For 2., statistical validations need to include the following.
- Sturdiness/stability/volatility: Do almost the same patterns emerge of repeated resampling, starting the pattern discovery process over at each sample (over a series of random tenths of left-out data, or over repeated bootstrap samples with replacement)
- Homogeneity/information capture: When the pattern discovery process involves creation of discrete patient classes, verify that the patterns are adequate summaries of the underlying measurements they represent. To be a cluster, a cluster needs to be compact so that there is no meaningful heterogeneity in the cluster. This can be checked several ways when doing SL, including
- Use the found classes to predict an important clinical outcome, then for each patient and each cluster compute a distance measure for the patient, with regards her cluster center. Validate that the predictive information in the discrete classes does not improve when adding distances from cluster centers.
- Use the constituent raw data used to determine the classes to predict an important clinical outcome, and test to what degree they predict the outcome after adjusting for the found categories (clusters). A “chunk test” likelihood ratio \chi^2 test is one way to test for adequacy of the classes but testing the combined predictive contribution of the component variables.
- Show that patients at the boundary of a cluster are more like the patients at the center of the cluster than they are like all the patients in another cluster.
Challenges
- SL in developing and validating clinical prediction models is well worked out. When UL is involved there are fewer papers on validation and reproducibility. When UL is fed into SL there has been even less research.
- When UL is undertaken such that the final result is fed into clinical outcome prediction, but the process of UL is nowhere informed by patient outcomes, is it necessary to take the UL steps into account when doing CV or bootstrap validation of SL clinical prediction? I.e. do UL and SL need to be validated simultaneously, or can this be staged?
- Bootstrapping and repeated 10-fold CV are labor-intensive strong internal validation procedures. As stated above they require all analytic steps, especially SL ones, to be repeated afresh at each resample. For some problems, 100 repeats of 10-fold CV are required to obtain adequate precision in accuracy measures (even though 5-10 repeats may reveal that a procedure is too unstable to use). For sites doing complex computer-intensive analysis, the personnel and computer-time burden should be noted. Is a hybrid approach possible and will it be rigorous enough?

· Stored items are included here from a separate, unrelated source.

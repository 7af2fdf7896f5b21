use std::fmt;

use ed25519_dalek::{Signer, SigningKey};

use crate::common::error::ChainClientError;

use super::{
    encoding::{b58check_encode, blake2b_256, operation_hash, EDSIG},
    key_store::decode_secret_key,
};

/// watermark prepended to forged manager operations before hashing
pub const GENERIC_OPERATION_WATERMARK: u8 = 0x03;

/// operation bytes together with their signature
#[derive(Debug, Clone)]
pub struct SignedOperation {
    pub signature: String,
    pub signed_bytes: String,
    pub operation_hash: String,
}

/// signer holding the secret key in memory
pub struct SoftSigner {
    signing_key: SigningKey,
}

impl fmt::Debug for SoftSigner {
    fn fmt(&self, f: &mut fmt::Formatter<'_>) -> fmt::Result {
        f.debug_struct("SoftSigner").finish_non_exhaustive()
    }
}

impl SoftSigner {
    pub fn create_signer(secret_key: &str) -> Result<Self, ChainClientError> {
        Ok(Self {
            signing_key: decode_secret_key(secret_key)?,
        })
    }

    /// signs forged operation bytes with the generic operation watermark
    pub fn sign_operation(&self, forged_bytes: &[u8]) -> SignedOperation {
        let signature = self.sign_raw(GENERIC_OPERATION_WATERMARK, forged_bytes);

        let mut signed = forged_bytes.to_vec();
        signed.extend_from_slice(&signature);

        SignedOperation {
            signature: b58check_encode(EDSIG, &signature),
            signed_bytes: hex::encode(&signed),
            operation_hash: operation_hash(&signed),
        }
    }

    fn sign_raw(&self, watermark: u8, bytes: &[u8]) -> [u8; 64] {
        let mut payload = Vec::with_capacity(bytes.len() + 1);
        payload.push(watermark);
        payload.extend_from_slice(bytes);

        self.signing_key.sign(&blake2b_256(&payload)).to_bytes()
    }
}

/// placeholder signature accepted by simulation endpoints, which do not check it
pub fn dummy_signature() -> String {
    b58check_encode(EDSIG, &[0u8; 64])
}

#[cfg(test)]
mod tests {
    use ed25519_dalek::{Signature, Verifier};

    use super::*;
    use crate::tezos::encoding::{b58check_decode, blake2b_256};

    const SECRET_KEY: &str = "edsk3QoqBuvdamxouPhin7swCvkQNgq4jP5KZPbwWNnwdZpSpJiEbq";

    #[test]
    fn test_signature_verifies_against_watermarked_digest() {
        let signer = SoftSigner::create_signer(SECRET_KEY).unwrap();
        let forged = hex::decode("a1b2c3d4").unwrap();

        let signed = signer.sign_operation(&forged);

        let raw_signature: [u8; 64] = b58check_decode(EDSIG, &signed.signature)
            .unwrap()
            .try_into()
            .unwrap();

        let mut payload = vec![GENERIC_OPERATION_WATERMARK];
        payload.extend_from_slice(&forged);

        signer
            .signing_key
            .verifying_key()
            .verify(&blake2b_256(&payload), &Signature::from_bytes(&raw_signature))
            .unwrap();
    }

    #[test]
    fn test_signed_bytes_append_signature() {
        let signer = SoftSigner::create_signer(SECRET_KEY).unwrap();
        let signed = signer.sign_operation(&[0xab; 10]);

        assert_eq!(signed.signed_bytes.len(), (10 + 64) * 2);
        assert!(signed.signed_bytes.starts_with(&"ab".repeat(10)));
        assert!(signed.operation_hash.starts_with('o'));
    }

    #[test]
    fn test_signing_is_deterministic() {
        let signer = SoftSigner::create_signer(SECRET_KEY).unwrap();
        assert_eq!(
            signer.sign_operation(b"op").signature,
            signer.sign_operation(b"op").signature
        );
    }

    #[test]
    fn test_dummy_signature_is_edsig() {
        assert!(dummy_signature().starts_with("edsig"));
    }
}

One hybrid validation approach is for a participating site to “learn as they go” using simple split-sample procedures, but to commit to recording every data-based decision they made along the way. These decisions must be programmable. Then at the end of development, a grand repeated 10-fold CV or bootstrap study is undertaken to document performance and stability of the site’s approach using strong internal validation. For each resample, all steps attempted along the way, especially when involving SL, would be repeated and the original split-sample analyses superseded by the rigorous internal validation.
Is this the best hybrid approach and is it rigorous and reproducible? Are there strategies that will save some time at clinical sites (and at the coordinating center for centrally done analyses)? Are there comments and suggestions related to anything above?